What to produce »
Show each line of the data below that has the string "Rent" in it.

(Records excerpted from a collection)
#####

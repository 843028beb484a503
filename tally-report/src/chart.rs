//! Chart-ready series derived from a summary. Rendering is left to the caller.

use rust_decimal::Decimal;
use serde::Serialize;
use tally_core::aggregate::savings;
use tally_core::Summary;

use crate::category_table::CategoryTable;

#[derive(Debug, Clone, PartialEq, Serialize)]
pub struct BarPoint {
    pub label: String,
    pub value: Decimal,
}

/// One bar per category, in table order.
pub fn bar_series(table: &CategoryTable) -> Vec<BarPoint> {
    table
        .rows()
        .iter()
        .map(|r| BarPoint {
            label: r.category.clone(),
            value: r.amount,
        })
        .collect()
}

#[derive(Debug, Clone, Copy, PartialEq, Eq, Serialize)]
pub enum SliceKind {
    Outflow,
    Savings,
}

impl SliceKind {
    pub fn label(&self) -> &'static str {
        match self {
            SliceKind::Outflow => "Outflow",
            SliceKind::Savings => "Savings",
        }
    }
}

#[derive(Debug, Clone, PartialEq, Serialize)]
pub struct Slice {
    pub kind: SliceKind,
    pub value: Decimal,
}

/// Where the inflow went: spent vs. kept.
///
/// Savings is floored at zero regardless of the summarizer setting since a
/// pie cannot hold a negative slice. Zero-valued slices are left out.
pub fn flow_slices(summary: &Summary) -> Vec<Slice> {
    let kept = savings(summary.inflow_total, summary.outflow_total, true);
    [
        Slice {
            kind: SliceKind::Outflow,
            value: summary.outflow_total,
        },
        Slice {
            kind: SliceKind::Savings,
            value: kept,
        },
    ]
    .into_iter()
    .filter(|s| s.value > Decimal::ZERO)
    .collect()
}

#[cfg(test)]
mod tests {
    use super::*;

    fn summary(inflow: i64, outflow: i64) -> Summary {
        Summary {
            inflow_total: Decimal::from(inflow),
            outflow_total: Decimal::from(outflow),
            savings: Decimal::from(inflow - outflow),
            ..Summary::default()
        }
    }

    #[test]
    fn test_slices_split_inflow() {
        let slices = flow_slices(&summary(1000, 170));
        assert_eq!(slices.len(), 2);
        assert_eq!(slices[0].kind, SliceKind::Outflow);
        assert_eq!(slices[0].value, Decimal::from(170));
        assert_eq!(slices[1].value, Decimal::from(830));
    }

    #[test]
    fn test_overspend_drops_savings_slice() {
        let slices = flow_slices(&summary(100, 400));
        assert_eq!(slices.len(), 1);
        assert_eq!(slices[0].kind, SliceKind::Outflow);
    }

    #[test]
    fn test_empty_summary_has_no_slices() {
        assert!(flow_slices(&Summary::default()).is_empty());
    }

    #[test]
    fn test_bar_series_follows_table_order() {
        let mut s = summary(0, 0);
        s.category_totals.insert("Food".to_string(), Decimal::from(-20));
        s.category_totals.insert("Rent".to_string(), Decimal::from(-900));
        let bars = bar_series(&CategoryTable::from_summary(&s));
        assert_eq!(bars[0].label, "Rent");
        assert_eq!(bars[1].value, Decimal::from(-20));
    }
}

#####

Result of the task »
        s.category_totals.insert("Rent".to_string(), Decimal::from(-900));
        assert_eq!(bars[0].label, "Rent");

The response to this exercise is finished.